Overview
Fusion lets you split one GraphQL API into multiple smaller services, without changing how clients consume it. Clients still send queries to one endpoint, and Fusion combines data from all services into one response. Teams can deploy independently, and contract conflicts are caught during build time.
What Is Fusion
Fusion is ChilliCream's API gateway for exposing one GraphQL API over multiple upstream services. Those upstream services can be GraphQL, OpenAPI-based REST, or gRPC. Each service owns its contract and implementation. Fusion composes those contracts at build time, and the gateway orchestrates execution at runtime. Fusion implements the GraphQL Composite Schemas specification, an open standard being developed under the GraphQL Foundation.
The architecture has three parts:

Subgraphs are the upstream services behind the Fusion gateway: GraphQL services, OpenAPI-based REST services, and gRPC services. Each subgraph owns part of the API surface and implementation logic, and can be developed and deployed independently.

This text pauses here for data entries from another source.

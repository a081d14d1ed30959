//! Linear algebra operations for transformers

use ndarray::{Array2, Array3, Array4, ArrayView2, Zip};

/// Performs matmul for 2D inputs. Weights are in `[In, Out]` layout.
#[inline]
pub fn matmul_2d(a: &ArrayView2<f32>, b: &ArrayView2<f32>) -> Array2<f32> {
    let (_, k) = a.dim();
    let (k2, _) = b.dim();
    assert_eq!(k, k2, "Matmul inner dimensions do not match");
    a.dot(b)
}

/// Performs matmul for a 3D input and a 2D weight matrix in `[In, Out]` layout.
#[inline]
pub fn matmul_3d_2d(a: &Array3<f32>, b: &ArrayView2<f32>) -> Array3<f32> {
    let (batch, m, k) = a.dim();
    let (k2, n) = b.dim();
    assert_eq!(k, k2, "Matmul inner dimensions do not match");
    let a_std = a.as_standard_layout();
    let a_flat = a_std.view().into_shape_with_order((batch * m, k)).unwrap();
    let c_flat = matmul_2d(&a_flat, b);
    c_flat.into_shape_with_order((batch, m, n)).unwrap()
}

/// Batched matmul over the leading `[batch, heads]` axes.
///
/// `a` is `[batch, heads, m, k]`, `b` is `[batch, heads, k, n]`.
#[inline]
pub fn matmul_4d(a: &Array4<f32>, b: &Array4<f32>) -> Array4<f32> {
    let (batch, heads, m, k) = a.dim();
    let (b_batch, b_heads, k2, n) = b.dim();
    assert_eq!((batch, heads), (b_batch, b_heads), "Batched matmul leading axes do not match");
    assert_eq!(k, k2, "Matmul inner dimensions do not match");

    let mut output = Array4::<f32>::zeros((batch, heads, m, n));

    Zip::from(output.outer_iter_mut())
        .and(a.outer_iter())
        .and(b.outer_iter())
        .par_for_each(|mut out_b, a_b, b_b| {
            Zip::from(out_b.outer_iter_mut())
                .and(a_b.outer_iter())
                .and(b_b.outer_iter())
                .for_each(|mut out_h, a_h, b_h| {
                    out_h.assign(&a_h.dot(&b_h));
                });
        });

    output
}
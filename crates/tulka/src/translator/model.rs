use tulka_transformers::encoder_decoder::greedy_generate;
use tulka_transformers::{GenerationConfig, Model};

use crate::error::TulkaResult;
use crate::translator::TranslatorBuilder;
use crate::vocab::Vocab;

/// A loaded model plus its source/target vocabularies.
pub struct Translator {
    pub(crate) model: Model,
    pub(crate) inp_voc: Vocab,
    pub(crate) out_voc: Vocab,
    pub(crate) generation: GenerationConfig,
}

impl std::fmt::Debug for Translator {
    fn fmt(&self, f: &mut std::fmt::Formatter<'_>) -> std::fmt::Result {
        f.debug_struct("Translator")
            .field("generation", &self.generation)
            .finish_non_exhaustive()
    }
}

impl Translator {
    pub fn builder() -> TranslatorBuilder {
        TranslatorBuilder::new()
    }

    pub fn model(&self) -> &Model {
        &self.model
    }

    /// Translate a batch of sentences.
    ///
    /// Sequences of unequal length share one batch: shorter sources are
    /// padding-masked and finished targets keep emitting end-of-sequence
    /// until the whole batch stops.
    pub fn translate_many(&self, texts: &[&str]) -> TulkaResult<Vec<String>> {
        if texts.is_empty() {
            return Ok(Vec::new());
        }

        let (ids, lengths) = self.inp_voc.tokenize_many(texts);
        let out = greedy_generate(&self.model, &ids, Some(&lengths), &self.generation)?;
        Ok(self.out_voc.detokenize_many(&out))
    }

    /// Translate a single sentence.
    pub fn translate(&self, text: &str) -> TulkaResult<String> {
        let mut translations = self.translate_many(&[text])?;
        Ok(translations.remove(0))
    }
}
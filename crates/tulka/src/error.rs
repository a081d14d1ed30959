//! Common error types for tulka.

use thiserror::Error;

/// Errors that can occur when using tulka.
#[derive(Debug, Error)]
pub enum TulkaError {
    /// Invalid model or generation configuration.
    #[error("Invalid configuration: {0}")]
    InvalidConfig(String),

    /// A required collaborator was not supplied to the builder.
    #[error("Missing {0}; configure it on the builder before build()")]
    MissingComponent(&'static str),

    /// Vocabulary file could not be read or parsed.
    #[error("Failed to load vocabulary: {source}")]
    VocabFailed {
        #[source]
        source: anyhow::Error,
    },

    /// Checkpoint loading failed, including parameter name-set mismatches.
    #[error("Failed to load checkpoint: {source}")]
    CheckpointFailed {
        #[source]
        source: anyhow::Error,
    },

    /// Inference failed.
    #[error("Inference failed: {0}")]
    Inference(#[from] anyhow::Error),
}

/// Result type for tulka operations.
pub type TulkaResult<T> = Result<T, TulkaError>;
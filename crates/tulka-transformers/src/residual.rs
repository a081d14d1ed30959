//! Residual pipeline around attention and feed-forward sub-layers.

use std::fmt;
use std::str::FromStr;

use anyhow::{anyhow, Result};
use ndarray::Array3;
use serde::{Deserialize, Deserializer, Serialize, Serializer};

use crate::common::{dropout, ExecutionMode};
use crate::normalization::LayerNorm;
use crate::weights::ParamLoader;

/// One step of the residual pipeline.
#[derive(Debug, Clone, Copy, PartialEq, Eq)]
pub enum ResidualStep {
    /// Normalize the input before it reaches the inner sub-layer.
    PreNorm,
    /// Dropout on the inner sub-layer's output.
    Dropout,
    /// Add the block's original input to the inner output.
    Add,
    /// Normalize the result.
    PostNorm,
}

/// The ordered pipeline configuration.
///
/// The shipped configurations use the four-character code `ldan`
/// (layer-norm, dropout, add, normalize); each character maps to exactly
/// one named step and anything else is rejected.
#[derive(Debug, Clone, PartialEq, Eq)]
pub struct ResidualSteps(pub Vec<ResidualStep>);

impl ResidualSteps {
    pub fn contains(&self, step: ResidualStep) -> bool {
        self.0.contains(&step)
    }
}

impl Default for ResidualSteps {
    fn default() -> Self {
        ResidualSteps(vec![
            ResidualStep::PreNorm,
            ResidualStep::Dropout,
            ResidualStep::Add,
            ResidualStep::PostNorm,
        ])
    }
}

impl FromStr for ResidualSteps {
    type Err = String;

    fn from_str(s: &str) -> Result<Self, Self::Err> {
        let mut steps = Vec::with_capacity(s.len());
        for c in s.chars() {
            steps.push(match c {
                'l' => ResidualStep::PreNorm,
                'd' => ResidualStep::Dropout,
                'a' => ResidualStep::Add,
                'n' => ResidualStep::PostNorm,
                other => return Err(format!("unknown residual step '{}'", other)),
            });
        }
        Ok(ResidualSteps(steps))
    }
}

impl fmt::Display for ResidualSteps {
    fn fmt(&self, f: &mut fmt::Formatter<'_>) -> fmt::Result {
        for step in &self.0 {
            let c = match step {
                ResidualStep::PreNorm => 'l',
                ResidualStep::Dropout => 'd',
                ResidualStep::Add => 'a',
                ResidualStep::PostNorm => 'n',
            };
            write!(f, "{}", c)?;
        }
        Ok(())
    }
}

impl Serialize for ResidualSteps {
    fn serialize<S: Serializer>(&self, serializer: S) -> Result<S::Ok, S::Error> {
        serializer.collect_str(self)
    }
}

impl<'de> Deserialize<'de> for ResidualSteps {
    fn deserialize<D: Deserializer<'de>>(deserializer: D) -> Result<Self, D::Error> {
        let s = String::deserialize(deserializer)?;
        s.parse().map_err(serde::de::Error::custom)
    }
}

/// Wraps an inner sub-layer with the configured residual pipeline.
///
/// The block owns only what its pipeline needs: a pre-normalization when
/// `PreNorm` is configured, a post-normalization when `PostNorm` is, and
/// the dropout rate. The inner sub-layer itself is passed to [`apply`]
/// as a closure so attention and feed-forward callers can thread their
/// own masks and caches through.
///
/// [`apply`]: ResidualBlock::apply
impl std::fmt::Debug for ResidualBlock {
    fn fmt(&self, f: &mut std::fmt::Formatter<'_>) -> std::fmt::Result {
        f.debug_struct("ResidualBlock").finish_non_exhaustive()
    }
}

pub struct ResidualBlock {
    steps: ResidualSteps,
    pre_norm: Option<LayerNorm>,
    post_norm: Option<LayerNorm>,
    res_dropout: f32,
}

impl ResidualBlock {
    /// Build the block's norms under `{prefix}`.
    ///
    /// `in_size`/`out_size` describe the wrapped sub-layer; configuring
    /// `Add` with differing sizes is a configuration error because the
    /// residual sum needs matching shapes.
    pub fn build(
        loader: &mut ParamLoader,
        prefix: &str,
        steps: ResidualSteps,
        res_dropout: f32,
        in_size: usize,
        out_size: usize,
    ) -> Result<Self> {
        if steps.contains(ResidualStep::Add) && in_size != out_size {
            return Err(anyhow!(
                "residual add requires matching sizes, got {} -> {}",
                in_size,
                out_size
            ));
        }

        let pre_norm = if steps.contains(ResidualStep::PreNorm) {
            Some(LayerNorm::build(
                loader,
                &format!("{}.pre_norm", prefix),
                in_size,
            )?)
        } else {
            None
        };
        let post_norm = if steps.contains(ResidualStep::PostNorm) {
            Some(LayerNorm::build(
                loader,
                &format!("{}.post_norm", prefix),
                out_size,
            )?)
        } else {
            None
        };

        Ok(Self {
            steps,
            pre_norm,
            post_norm,
            res_dropout,
        })
    }

    /// The `PreNorm` step alone.
    ///
    /// Exposed because incremental decoding seeds its key/value caches
    /// from preprocessed layer inputs, outside a full pipeline run.
    pub fn preprocess(&self, input: &Array3<f32>) -> Array3<f32> {
        match &self.pre_norm {
            Some(norm) => norm.forward_3d(input),
            None => input.clone(),
        }
    }

    /// Run the pipeline around `inner`.
    ///
    /// `inner` receives the preprocessed input; the remaining configured
    /// steps are applied to its output in order.
    pub fn apply<F>(
        &self,
        input: &Array3<f32>,
        mode: ExecutionMode,
        inner: F,
    ) -> Result<Array3<f32>>
    where
        F: FnOnce(&Array3<f32>) -> Result<Array3<f32>>,
    {
        let preprocessed = self.preprocess(input);
        let mut out = inner(&preprocessed)?;

        for step in &self.steps.0 {
            match step {
                ResidualStep::PreNorm => {}
                ResidualStep::Dropout => {
                    out = dropout(out, self.res_dropout, mode);
                }
                ResidualStep::Add => {
                    if out.dim() != input.dim() {
                        return Err(anyhow!(
                            "residual add shape mismatch: {:?} vs {:?}",
                            out.dim(),
                            input.dim()
                        ));
                    }
                    out = out + input;
                }
                ResidualStep::PostNorm => {
                    if let Some(norm) = &self.post_norm {
                        out = norm.forward_3d(&out);
                    }
                }
            }
        }

        Ok(out)
    }
}
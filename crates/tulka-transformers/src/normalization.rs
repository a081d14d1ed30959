//! Layer normalization implementation

use anyhow::Result;
use ndarray::{Array1, Array3, ArrayView3, Axis};

use crate::weights::ParamLoader;

/// Layer normalization over the trailing (feature) axis.
pub struct LayerNorm {
    pub weight: Array1<f32>,
    pub bias: Array1<f32>,
    pub eps: f32,
}

impl LayerNorm {
    pub fn new(weight: Array1<f32>, bias: Array1<f32>, eps: f32) -> Self {
        Self { weight, bias, eps }
    }

    /// Build from `{prefix}.weight` / `{prefix}.bias`.
    pub fn build(loader: &mut ParamLoader, prefix: &str, size: usize) -> Result<Self> {
        let weight = loader.take_1d(&format!("{}.weight", prefix), size, 1.0)?;
        let bias = loader.take_1d(&format!("{}.bias", prefix), size, 0.0)?;
        Ok(Self::new(weight, bias, 1e-6))
    }

    pub fn size(&self) -> usize {
        self.weight.len()
    }

    #[inline]
    pub fn forward(&self, hidden_states: &ArrayView3<f32>) -> Array3<f32> {
        let mean = hidden_states.mean_axis(Axis(2)).unwrap();
        let variance = hidden_states.var_axis(Axis(2), 0.0);

        let mean_expanded = mean.insert_axis(Axis(2));
        let var_expanded = variance.insert_axis(Axis(2));

        let inv_std = (&var_expanded + self.eps).mapv(|x| 1.0 / x.sqrt());
        let normalized = (hidden_states.to_owned() - &mean_expanded) * &inv_std;

        normalized * &self.weight + &self.bias
    }

    pub fn forward_3d(&self, hidden: &Array3<f32>) -> Array3<f32> {
        self.forward(&hidden.view())
    }
}
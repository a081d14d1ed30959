//! High-level translation API.
//!
//! ```ignore
//! use tulka::Translator;
//!
//! let translator = Translator::builder()
//!     .config_json(&std::fs::read_to_string("hp.json")?)?
//!     .inp_vocab_file("data/1.voc")?
//!     .out_vocab_file("data/2.voc")?
//!     .weights_file("model.safetensors")
//!     .build()?;
//!
//! let translations = translator.translate_many(&["ich bin ein berliner"])?;
//! ```

mod error;
pub mod translator;
pub mod vocab;

pub use error::{TulkaError, TulkaResult};
pub use translator::{Translator, TranslatorBuilder};
pub use vocab::Vocab;

// The core building blocks, for callers that drive decoding themselves.
pub use tulka_transformers::{
    DecodeState, ExecutionMode, GenerationConfig, Model, TransformerConfig, VocabSpec,
};
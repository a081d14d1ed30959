//! Token embedding lookup.

use std::sync::Arc;

use anyhow::{anyhow, Result};
use ndarray::{Array2, Array3};

use crate::weights::ParamLoader;

/// A token embedding table.
///
/// The table lives behind an `Arc` so it can be shared between the input
/// and output embeddings and aliased by a tied output projection without
/// any copy.
#[derive(Clone)]
pub struct Embeddings {
    table: Arc<Array2<f32>>,
}

impl Embeddings {
    pub fn new(table: Arc<Array2<f32>>) -> Self {
        Self { table }
    }

    /// Build from `{prefix}.weight`, initialized `N(0, emb_size^-0.5)`.
    pub fn build(
        loader: &mut ParamLoader,
        prefix: &str,
        vocab_size: usize,
        emb_size: usize,
    ) -> Result<Self> {
        let init_std = (emb_size as f32).powf(-0.5);
        let table = loader.take_2d(&format!("{}.weight", prefix), (vocab_size, emb_size), init_std)?;
        Ok(Self::new(Arc::new(table)))
    }

    pub fn vocab_size(&self) -> usize {
        self.table.shape()[0]
    }

    pub fn emb_size(&self) -> usize {
        self.table.shape()[1]
    }

    /// The shared table, for weight tying.
    pub fn table(&self) -> &Arc<Array2<f32>> {
        &self.table
    }

    /// Look up `[batch, len]` ids into `[batch, len, emb]` vectors.
    pub fn forward(&self, ids: &Array2<u32>) -> Result<Array3<f32>> {
        let (batch, len) = ids.dim();
        let emb = self.emb_size();
        let vocab = self.vocab_size();

        let mut out = Array3::zeros((batch, len, emb));
        for b in 0..batch {
            for t in 0..len {
                let id = ids[[b, t]] as usize;
                if id >= vocab {
                    return Err(anyhow!(
                        "token id {} out of range for vocabulary of {}",
                        id,
                        vocab
                    ));
                }
                out.slice_mut(ndarray::s![b, t, ..])
                    .assign(&self.table.row(id));
            }
        }
        Ok(out)
    }
}

#[cfg(test)]
mod tests {
    use super::*;
    use ndarray::array;

    #[test]
    fn test_lookup() {
        let table = Array2::from_shape_vec(
            (3, 2),
            vec![0.0, 0.1, 1.0, 1.1, 2.0, 2.1],
        )
        .unwrap();
        let emb = Embeddings::new(Arc::new(table));

        let ids = array![[2u32, 0], [1, 1]];
        let out = emb.forward(&ids).unwrap();

        assert_eq!(out.shape(), &[2, 2, 2]);
        assert_eq!(out[[0, 0, 0]], 2.0);
        assert_eq!(out[[0, 1, 1]], 0.1);
        assert_eq!(out[[1, 0, 0]], 1.0);
    }

    #[test]
    fn test_out_of_range_id_fails() {
        let emb = Embeddings::new(Arc::new(Array2::zeros((4, 2))));
        let ids = array![[5u32]];
        assert!(emb.forward(&ids).is_err());
    }

    #[test]
    fn test_shared_table_is_one_allocation() {
        let emb = Embeddings::new(Arc::new(Array2::zeros((4, 2))));
        let shared = emb.clone();
        assert!(Arc::ptr_eq(emb.table(), shared.table()));
    }
}
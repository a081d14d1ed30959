//! Affine projections with the `[In, Out]` weight layout.
//!
//! Derived sub-projections (e.g. the query part of a fused Q/K/V matrix)
//! are column ranges into the owning projection's parameters, taken as
//! borrowed views at call time. There is one allocation per projection
//! regardless of how many derived views exist.

use std::ops::Range;

use anyhow::{anyhow, Result};
use ndarray::{Array1, Array2, Array3, ArrayView1, ArrayView2, s};

use crate::activations::{apply_activation_3d_mut, Activation};
use crate::utils::linear_algebra::matmul_3d_2d;
use crate::weights::ParamLoader;

/// A dense projection `y = activation(x . W + b)`.
pub struct Dense {
    pub weight: Array2<f32>,
    pub bias: Array1<f32>,
    pub activation: Option<Activation>,
}

impl Dense {
    pub fn new(weight: Array2<f32>, bias: Array1<f32>, activation: Option<Activation>) -> Self {
        assert_eq!(
            weight.shape()[1],
            bias.len(),
            "bias length must match output features"
        );
        Self {
            weight,
            bias,
            activation,
        }
    }

    /// Build from `{prefix}.weight` / `{prefix}.bias`.
    pub fn build(
        loader: &mut ParamLoader,
        prefix: &str,
        in_features: usize,
        out_features: usize,
        activation: Option<Activation>,
    ) -> Result<Self> {
        let init_std = 1.0 / (in_features as f32).sqrt();
        let weight = loader.take_2d(
            &format!("{}.weight", prefix),
            (in_features, out_features),
            init_std,
        )?;
        let bias = loader.take_1d(&format!("{}.bias", prefix), out_features, 0.0)?;
        Ok(Self::new(weight, bias, activation))
    }

    pub fn in_features(&self) -> usize {
        self.weight.shape()[0]
    }

    pub fn out_features(&self) -> usize {
        self.weight.shape()[1]
    }

    pub fn forward(&self, input: &Array3<f32>) -> Result<Array3<f32>> {
        if input.shape()[2] != self.in_features() {
            return Err(anyhow!(
                "input feature size {} does not match projection input size {}",
                input.shape()[2],
                self.in_features()
            ));
        }
        let mut out = matmul_3d_2d(input, &self.weight.view()) + &self.bias;
        if let Some(act) = self.activation {
            apply_activation_3d_mut(&mut out, act);
        }
        Ok(out)
    }

    /// Borrow the sub-projection over an output-feature range.
    pub fn slice_out(&self, range: Range<usize>) -> DenseSlice<'_> {
        assert!(
            range.end <= self.out_features(),
            "derived projection range out of bounds"
        );
        DenseSlice {
            weight: self.weight.slice(s![.., range.clone()]),
            bias: self.bias.slice(s![range]),
        }
    }
}

/// A borrowed sub-range of a [`Dense`] projection's parameters.
pub struct DenseSlice<'a> {
    pub weight: ArrayView2<'a, f32>,
    pub bias: ArrayView1<'a, f32>,
}

impl DenseSlice<'_> {
    pub fn forward(&self, input: &Array3<f32>) -> Result<Array3<f32>> {
        if input.shape()[2] != self.weight.shape()[0] {
            return Err(anyhow!(
                "input feature size {} does not match projection input size {}",
                input.shape()[2],
                self.weight.shape()[0]
            ));
        }
        Ok(matmul_3d_2d(input, &self.weight) + &self.bias)
    }
}

#[cfg(test)]
mod tests {
    use super::*;
    use crate::weights::WeightMap;
    use ndarray::Array3;

    #[test]
    fn test_forward_applies_weight_bias_activation() {
        let weight = Array2::from_shape_vec((2, 2), vec![1.0, 0.0, 0.0, -1.0]).unwrap();
        let bias = Array1::from_vec(vec![0.5, 0.5]);
        let dense = Dense::new(weight, bias, Some(Activation::Relu));

        let input = Array3::from_shape_vec((1, 1, 2), vec![1.0, 2.0]).unwrap();
        let out = dense.forward(&input).unwrap();

        // x.W = [1, -2], +b = [1.5, -1.5], relu = [1.5, 0]
        assert!((out[[0, 0, 0]] - 1.5).abs() < 1e-6);
        assert_eq!(out[[0, 0, 1]], 0.0);
    }

    #[test]
    fn test_feature_mismatch_is_an_error() {
        let dense = Dense::new(Array2::zeros((4, 2)), Array1::zeros(2), None);
        let input = Array3::<f32>::zeros((1, 3, 5));
        assert!(dense.forward(&input).is_err());
    }

    #[test]
    fn test_sliced_projection_matches_full_projection_columns() {
        let mut loader = ParamLoader::random(3);
        let dense = Dense::build(&mut loader, "fused", 4, 6, None).unwrap();
        let input = Array3::from_shape_fn((1, 2, 4), |(_, s, h)| (s * 4 + h) as f32 * 0.1);

        let full = dense.forward(&input).unwrap();
        let tail = dense.slice_out(2..6).forward(&input).unwrap();

        for s in 0..2 {
            for j in 0..4 {
                assert!((tail[[0, s, j]] - full[[0, s, j + 2]]).abs() < 1e-6);
            }
        }
    }

    #[test]
    fn test_build_from_checkpoint_validates_shape() {
        let mut map = WeightMap::new();
        map.insert("p.weight", Array2::<f32>::zeros((4, 8)));
        map.insert("p.bias", Array1::<f32>::zeros(8));
        let mut loader = ParamLoader::from_map(map);
        assert!(Dense::build(&mut loader, "p", 8, 4, None).is_err());
    }
}
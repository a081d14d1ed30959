//! Attention mask construction and application.

use anyhow::{anyhow, Result};
use ndarray::{Array2, Array4, Axis, Zip};

/// Additive bias written into blocked score positions before softmax.
pub const MASK_VALUE: f32 = -1e9;

/// Build a padding mask from per-sequence lengths.
///
/// Position `j` of sequence `i` is valid iff `j < lengths[i]`.
/// Returns `[batch, max_len]` with 1.0 for real tokens.
pub fn padding_mask_from_lengths(lengths: &[usize], max_len: usize) -> Array2<f32> {
    let mut mask = Array2::zeros((lengths.len(), max_len));
    for (i, &len) in lengths.iter().enumerate() {
        for j in 0..len.min(max_len) {
            mask[[i, j]] = 1.0;
        }
    }
    mask
}

/// Create a causal attention mask for any query/key shape.
///
/// The query at index `i` sits at absolute position `total_len - q_len + i`
/// and may attend to keys at positions `<=` its own. During incremental
/// decoding `q_len` is 1 and `total_len` is the cache length plus one.
pub fn causal_mask(q_len: usize, total_len: usize) -> Array2<f32> {
    assert!(q_len <= total_len, "more queries than total positions");
    let mut mask = Array2::zeros((q_len, total_len));
    let past_len = total_len - q_len;

    for i in 0..q_len {
        let current_abs_pos = past_len + i;
        for j in 0..total_len {
            if j <= current_abs_pos {
                mask[[i, j]] = 1.0;
            }
        }
    }
    mask
}

/// Apply a `[batch, n_keys]` padding mask to attention scores.
///
/// Masked positions get `MASK_VALUE` added so softmax drives them to zero.
pub fn apply_padding_mask(scores: &mut Array4<f32>, mask: &Array2<f32>) -> Result<()> {
    let (batch_size, num_heads, seq_q, seq_k) = scores.dim();

    if mask.shape()[0] != batch_size {
        return Err(anyhow!(
            "mask batch size {} doesn't match scores batch size {}",
            mask.shape()[0],
            batch_size
        ));
    }
    if mask.shape()[1] != seq_k {
        return Err(anyhow!(
            "mask length {} doesn't match key sequence length {}",
            mask.shape()[1],
            seq_k
        ));
    }

    // Expand mask: [batch, seq_k] -> [batch, 1, 1, seq_k] and broadcast
    let expanded = mask.view().insert_axis(Axis(1)).insert_axis(Axis(1));
    if let Some(broadcast) = expanded.broadcast((batch_size, num_heads, seq_q, seq_k)) {
        Zip::from(scores).and(&broadcast).for_each(|s, &m| {
            if m == 0.0 {
                *s += MASK_VALUE;
            }
        });
    }

    Ok(())
}

/// Apply a `[n_queries, n_keys]` causal mask to attention scores.
pub fn apply_causal_mask(scores: &mut Array4<f32>, mask: &Array2<f32>) -> Result<()> {
    let (batch_size, num_heads, seq_q, seq_k) = scores.dim();

    if mask.shape() != [seq_q, seq_k] {
        return Err(anyhow!(
            "causal mask shape {:?} doesn't match score shape [{}, {}]",
            mask.shape(),
            seq_q,
            seq_k
        ));
    }

    let expanded = mask.view().insert_axis(Axis(0)).insert_axis(Axis(0));
    if let Some(broadcast) = expanded.broadcast((batch_size, num_heads, seq_q, seq_k)) {
        Zip::from(scores).and(&broadcast).for_each(|s, &m| {
            if m == 0.0 {
                *s += MASK_VALUE;
            }
        });
    }

    Ok(())
}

A source schema is the contract document for a subgraph, such as a GraphQL schema, an OpenAPI document, or a gRPC/protobuf definition.
Composition processes all source schemas, validates them against each other, and produces a Fusion archive (.far) that contains the composite schema and gateway configuration. Type conflicts, missing fields, and incompatible enums are caught in CI before deployment.
The gateway receives client requests, determines which subgraphs to call, executes those calls, and merges the results.
GraphQL subgraphs stay standard GraphQL servers. The GraphQL Composite Schemas specification is designed so a standard GraphQL server can already act as a compatible subgraph. In a common Hot Chocolate setup, subgraphs remain normal Hot Chocolate servers with regular resolvers, without a separate distributed-runtime package or vendor-specific protocol layer.
The result: clients send one request to one endpoint and receive one unified response, while Fusion handles routing and aggregation across upstream services.
The following query touches three services, but the client doesn't know or care about this implementation detail.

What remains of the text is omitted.